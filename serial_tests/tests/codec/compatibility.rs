use super::fixtures::{
    event_serializer, event_serializer_without_clicks, greeting, profile, Click, Event, Profile,
    ProfileSerializer, GREETING,
};
use anyhow::Result;
use itertools::Itertools;
use rand::seq::SliceRandom;
use serial_core::serializers::list_serializer;
use serial_core::{Built, Serial};
use serial_types::wire::SerialWriter;
use serial_types::{walker, SerialError};

#[test]
fn newer_writer_is_rejected() -> Result<()> {
    let serial = Serial::default();
    let bytes = serial.to_bytes(Some(&profile(3)), &Built(ProfileSerializer { version: 1 }))?;

    let res = serial.from_bytes(&bytes, &Built(ProfileSerializer { version: 0 }));
    match res {
        Err(SerialError::Serialization { cause, .. }) => {
            assert!(
                matches!(*cause, SerialError::Version { found: 1, max: 0 }),
                "{cause:?}"
            );
        }
        other => panic!("{other:?}"),
    }
    Ok(())
}

#[test]
fn older_writer_is_read_with_defaults() -> Result<()> {
    let serial = Serial::default();
    let bytes = serial.to_bytes(Some(&profile(3)), &Built(ProfileSerializer { version: 0 }))?;

    let actual = serial.from_bytes(&bytes, &Built(ProfileSerializer { version: 1 }))?;
    let expected = Profile {
        tags: vec![],
        ..profile(3)
    };
    assert_eq!(actual, Some(expected));
    Ok(())
}

#[test]
fn partially_written_object() -> Result<()> {
    let serial = Serial::default();
    let s = Built(ProfileSerializer { version: 1 });

    let mut w = SerialWriter::new();
    w.write_object_start(1)?.write_string("Ana")?.write_object_end();
    let actual = serial.from_bytes(&w.serialized_data(), &s)?;
    let expected = Profile {
        name: "Ana".into(),
        age: -1,
        tags: vec![],
    };
    assert_eq!(actual, Some(expected));

    let mut w = SerialWriter::new();
    w.write_object_start(1)?.write_object_end();
    let res = serial.from_bytes(&w.serialized_data(), &s);
    match res {
        Err(SerialError::Serialization { cause, .. }) => {
            assert!(matches!(*cause, SerialError::Validation(_)), "{cause:?}");
        }
        other => panic!("{other:?}"),
    }
    Ok(())
}

#[test]
fn appended_fields_are_ignored() -> Result<()> {
    let g = greeting();
    let mut w = SerialWriter::new();
    w.write_object_start(0)?
        .write_string(&g.text)?
        .write_int(g.count)
        .write_long(7)
        .write_object_start(4)?
        .write_opt_string(None)?
        .write_object_end()
        .write_object_end();
    let bytes = w.serialized_data();

    walker::validate(&bytes)?;
    assert_eq!(Serial::default().from_bytes(&bytes, &GREETING)?, Some(g));
    Ok(())
}

#[test]
fn events_in_any_order() -> Result<()> {
    let serial = Serial::default();
    let s = list_serializer(event_serializer());

    let all_events = [
        Event::Click(Click { x: -1, y: 2 }),
        Event::Click(Click { x: 0, y: 0 }),
        Event::Key('q'),
        Event::Key('ß'),
        Event::Text(String::new()),
        Event::Text("ünïcode".into()),
    ];
    for mut events in all_events.iter().cloned().powerset() {
        events.shuffle(&mut rand::thread_rng());
        let bytes = serial.to_bytes(Some(&events), &s)?;
        walker::validate(&bytes)?;
        assert_eq!(serial.from_bytes(&bytes, &s)?, Some(events));
    }
    Ok(())
}

#[test]
fn retired_kinds() -> Result<()> {
    let serial = Serial::default();
    let old = event_serializer();
    let new = event_serializer_without_clicks();

    let click = Event::Click(Click { x: 3, y: 4 });
    let bytes = serial.to_bytes(Some(&click), &old)?;
    assert_eq!(serial.from_bytes(&bytes, &new)?, None);

    let key = Event::Key('k');
    let bytes = serial.to_bytes(Some(&key), &old)?;
    assert_eq!(bytes, serial.to_bytes(Some(&key), &new)?);
    assert_eq!(serial.from_bytes(&bytes, &new)?, Some(key));

    let res = serial.to_bytes(Some(&click), &new);
    assert!(
        matches!(res, Err(SerialError::UnregisteredVariant(_))),
        "{res:?}"
    );
    Ok(())
}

◇ ◇ ◇ ◇ ◇

### WHAT NEEDS TO BE DONE
The lines to show are those in the data above that include "SerialError".

### TASK SOLUTION
use serial_types::{walker, SerialError};
        Err(SerialError::Serialization { cause, .. }) => {
                matches!(*cause, SerialError::Version { found: 1, max: 0 }),
        Err(SerialError::Serialization { cause, .. }) => {
            assert!(matches!(*cause, SerialError::Validation(_)), "{cause:?}");
        matches!(res, Err(SerialError::UnregisteredVariant(_))),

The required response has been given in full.